When you think of Kilian Jornet, you usually think of unrelentingly steep climbs dispersed between running along lofty and technical ridges in the Chamonix Valley. The guy is most famous for his astonishing fitness – he scored a 92.0 on the V02 max test – the 6th highest recorded in the world.
“Fiva Route boasts an average angle of 60 degrees”
What you may not know is that Kilian has been quietly working on his steep skiing game over the past few years. After spending time living in Chamonix, Kilian got to know the likes of Vivian Bruchez and Alex Pittin – some of the best steep skiers in the world (as you do in Chamonix). Taking all of his experience from his ultra marathon and ski mountaineering background, he soon took on the likes of Vivian as a mentor, to aid him in making some seriously technical descents.
Troll wall is the highest vertical face in Europe and home to some of the best climbing in the world (naturally, with a wall this size). Tucked away in a corner of Troll Wall stands the iconic Fiva Route, boasting an average angle of 60 degrees. The Fiva Route has previously never been skied before. Along comes Kilian.

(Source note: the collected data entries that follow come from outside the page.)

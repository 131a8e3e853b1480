use std::path::{Path, PathBuf};

/// Walk up from `start` looking for a file named `filename`.
/// Returns the path to the directory containing the file, or `None`.
pub fn find_ancestor_with(start: &Path, filename: &str) -> Option<PathBuf> {
    let mut current = start;
    loop {
        let candidate = current.join(filename);
        if candidate.is_file() {
            return Some(current.to_path_buf());
        }
        current = current.parent()?;
    }
}

/// Every directory strictly above `start` that contains `filename`, nearest first.
pub fn ancestors_with(start: &Path, filename: &str) -> Vec<PathBuf> {
    let mut found = Vec::new();
    let mut current = start.parent().map(Path::to_path_buf);
    while let Some(dir) = current {
        if let Some(hit) = find_ancestor_with(&dir, filename) {
            current = hit.parent().map(Path::to_path_buf);
            found.push(hit);
        } else {
            break;
        }
    }
    found
}

/// Ensure a directory exists, creating it and any parents if needed.
pub fn ensure_dir(path: &Path) -> std::io::Result<()> {
    if !path.exists() {
        std::fs::create_dir_all(path)?;
    }
    Ok(())
}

“The film shows some sweaty-palm action that really does blur the line between skiing and mountaineering”
The likelihood of skiing a line as steep as the Fiva was first considered after Killian drove up from Chamonix to Norway. Kilian soon made sure he was frequently climbing the Fiva to make sure he found the near-perfect conditions you need to make this technical descent possible.
The film shows some sweaty-palm action that really does blur the line between skiing and mountaineering. Expect to see Killian navigating his way down this steep face, whilst his skis try as best as possible to bite into the icy slope, all as Kilian hangs off his ice axes.